# WORK ORDER
Could you copy every line of the data that contains "services"?

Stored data
•••
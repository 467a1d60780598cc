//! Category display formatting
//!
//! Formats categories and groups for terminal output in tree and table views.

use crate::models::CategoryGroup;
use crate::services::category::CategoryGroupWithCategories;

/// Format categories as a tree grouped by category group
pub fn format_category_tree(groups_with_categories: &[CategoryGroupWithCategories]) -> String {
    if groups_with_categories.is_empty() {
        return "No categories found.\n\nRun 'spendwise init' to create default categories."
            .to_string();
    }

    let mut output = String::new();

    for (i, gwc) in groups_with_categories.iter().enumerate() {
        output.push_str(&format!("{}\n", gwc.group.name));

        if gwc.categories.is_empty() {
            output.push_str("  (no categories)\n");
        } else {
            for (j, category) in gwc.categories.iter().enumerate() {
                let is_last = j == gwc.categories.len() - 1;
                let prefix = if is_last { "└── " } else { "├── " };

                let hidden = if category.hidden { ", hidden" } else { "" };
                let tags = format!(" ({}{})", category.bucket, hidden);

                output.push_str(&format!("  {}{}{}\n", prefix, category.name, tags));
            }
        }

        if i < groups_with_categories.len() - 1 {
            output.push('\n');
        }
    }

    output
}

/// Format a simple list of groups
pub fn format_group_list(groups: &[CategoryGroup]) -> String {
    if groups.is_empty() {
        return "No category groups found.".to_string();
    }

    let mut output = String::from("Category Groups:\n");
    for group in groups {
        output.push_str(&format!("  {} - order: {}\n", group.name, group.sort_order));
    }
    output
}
•••
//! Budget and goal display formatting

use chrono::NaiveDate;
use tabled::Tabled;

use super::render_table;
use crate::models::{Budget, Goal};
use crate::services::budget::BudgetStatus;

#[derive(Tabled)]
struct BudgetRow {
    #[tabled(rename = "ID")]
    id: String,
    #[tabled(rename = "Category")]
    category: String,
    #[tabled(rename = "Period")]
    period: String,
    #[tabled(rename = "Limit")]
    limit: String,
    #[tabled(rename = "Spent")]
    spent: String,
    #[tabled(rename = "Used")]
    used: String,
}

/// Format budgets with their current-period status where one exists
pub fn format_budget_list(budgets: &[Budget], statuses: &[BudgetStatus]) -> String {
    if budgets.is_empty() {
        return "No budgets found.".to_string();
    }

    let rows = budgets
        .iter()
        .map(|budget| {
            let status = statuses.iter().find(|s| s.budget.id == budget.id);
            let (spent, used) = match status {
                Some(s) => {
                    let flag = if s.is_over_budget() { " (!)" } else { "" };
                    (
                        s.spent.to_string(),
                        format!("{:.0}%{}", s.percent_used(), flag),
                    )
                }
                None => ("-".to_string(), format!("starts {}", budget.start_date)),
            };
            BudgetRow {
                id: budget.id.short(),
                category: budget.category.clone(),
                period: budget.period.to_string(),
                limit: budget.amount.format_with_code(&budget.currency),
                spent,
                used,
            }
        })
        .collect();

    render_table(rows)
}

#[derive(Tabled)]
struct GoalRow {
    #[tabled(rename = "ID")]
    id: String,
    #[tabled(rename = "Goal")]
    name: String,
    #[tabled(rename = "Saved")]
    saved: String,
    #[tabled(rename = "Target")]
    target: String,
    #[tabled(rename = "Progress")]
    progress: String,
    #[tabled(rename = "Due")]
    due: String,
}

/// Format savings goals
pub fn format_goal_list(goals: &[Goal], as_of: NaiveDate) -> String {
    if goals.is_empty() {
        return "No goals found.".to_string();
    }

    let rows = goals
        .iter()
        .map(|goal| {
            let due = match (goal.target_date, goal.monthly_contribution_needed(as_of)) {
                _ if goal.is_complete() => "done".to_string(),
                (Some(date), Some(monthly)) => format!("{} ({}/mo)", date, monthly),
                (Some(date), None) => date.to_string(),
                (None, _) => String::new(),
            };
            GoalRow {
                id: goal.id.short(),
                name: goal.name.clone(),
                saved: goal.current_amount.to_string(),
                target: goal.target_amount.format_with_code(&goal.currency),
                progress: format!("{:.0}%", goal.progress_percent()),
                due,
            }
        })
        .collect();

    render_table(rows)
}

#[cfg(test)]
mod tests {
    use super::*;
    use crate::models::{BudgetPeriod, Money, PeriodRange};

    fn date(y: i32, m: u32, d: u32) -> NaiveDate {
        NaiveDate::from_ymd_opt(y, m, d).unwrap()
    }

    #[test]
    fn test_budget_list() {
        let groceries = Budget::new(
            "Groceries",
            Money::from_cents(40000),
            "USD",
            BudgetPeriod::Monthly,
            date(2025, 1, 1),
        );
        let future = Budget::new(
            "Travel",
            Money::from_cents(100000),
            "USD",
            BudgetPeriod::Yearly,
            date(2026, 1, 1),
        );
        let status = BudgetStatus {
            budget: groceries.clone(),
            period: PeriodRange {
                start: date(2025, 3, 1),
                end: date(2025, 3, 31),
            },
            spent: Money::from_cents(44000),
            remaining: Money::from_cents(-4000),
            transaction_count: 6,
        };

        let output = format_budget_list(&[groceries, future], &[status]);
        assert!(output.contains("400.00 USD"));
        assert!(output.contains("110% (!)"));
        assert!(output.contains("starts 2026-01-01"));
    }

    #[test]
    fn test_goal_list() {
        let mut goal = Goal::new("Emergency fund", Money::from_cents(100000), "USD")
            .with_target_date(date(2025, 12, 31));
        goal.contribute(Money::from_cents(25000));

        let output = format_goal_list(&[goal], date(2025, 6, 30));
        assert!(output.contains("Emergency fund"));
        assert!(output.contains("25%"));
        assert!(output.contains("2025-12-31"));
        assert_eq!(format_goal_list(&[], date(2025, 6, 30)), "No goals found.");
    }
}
•••
# TASK SOLUTION
use crate::services::category::CategoryGroupWithCategories;
use crate::services::budget::BudgetStatus;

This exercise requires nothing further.